Yusef at the time was like ‘You’ve got to write that story.’ That was when I realized that no topic is off limits.

Question: You mentioned a specific kind of poem introduced to you by a teacher at the University of Massachusetts–Amherst called a ghazal. How difficult was it trying to include this form in your poetry?

Answer: I haven’t read that poem in public before today. Shahid (Ali) did an anthology of ghazals, but it’s not like every American poet would write a ghazal. Those couplets could be independent, but they are tied together. They can be tied together thematically or tonally, yet independent lyric lines. While my fun with it was playing around with even a refrain or a line, my ADD nature is not to keep doing the same thing.

Question: What is your favorite piece to read, or what poems do you get the best response to?

Answer: Sometimes it really depends on the audience. And you try to play to the audience, but a little engagement would be nice. Sometimes you just read and they fall flat. I think the poem “How I Made My Money”always seems to get a response. Right now, I have a poem that I think I’m going to begin the next book on. The first line is “I thought you knew me better than that,” and I think it would be a great way to start a book. It’s something I took from a band called “The National.”

Question: What kind of environment do you work in when you’re writing?

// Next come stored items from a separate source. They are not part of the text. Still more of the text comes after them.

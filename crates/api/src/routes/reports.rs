//! Report unlock endpoint

use axum::extract::{Path, State};
use axum::{Extension, Json};
use serde_json::{json, Value};
use uuid::Uuid;

use crate::auth::AuthUser;
use crate::error::ApiResult;
use crate::state::AppState;

/// `POST /api/reports/{report_id}/unlock`
///
/// Spends one quota unit through the gate. Idempotent for already-unlocked
/// reports; insufficient balance maps to 402 in the error layer.
pub async fn unlock_report(
    State(state): State<AppState>,
    Extension(user): Extension<AuthUser>,
    Path(report_id): Path<Uuid>,
) -> ApiResult<Json<Value>> {
    state.quota.gate.unlock_report(user.user_id, report_id).await?;
    Ok(Json(json!({
        "success": true,
        "message": "Report unlocked",
    })))
}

Answer: I listen to music while I’m writing. Loud, really loud. There’s a time with some poems, when I’ll put a song or certain albums on repeat. If I’m going I won’t realize that the music has stopped or that it’s repeated four or five times. Sometimes I’ll hear a line and think “that would be a good title.”

Question: Since you love music, could you ever see yourself putting music to one of your poems or writing a song?

Answer: Do you have one in mind? I mean if the opportunity presented itself, maybe. One of the best compliments I ever got, I took the book to a publisher and the first comment I heard, they were being critical, but they said “This book is like a really good mixtape.” That’s killer.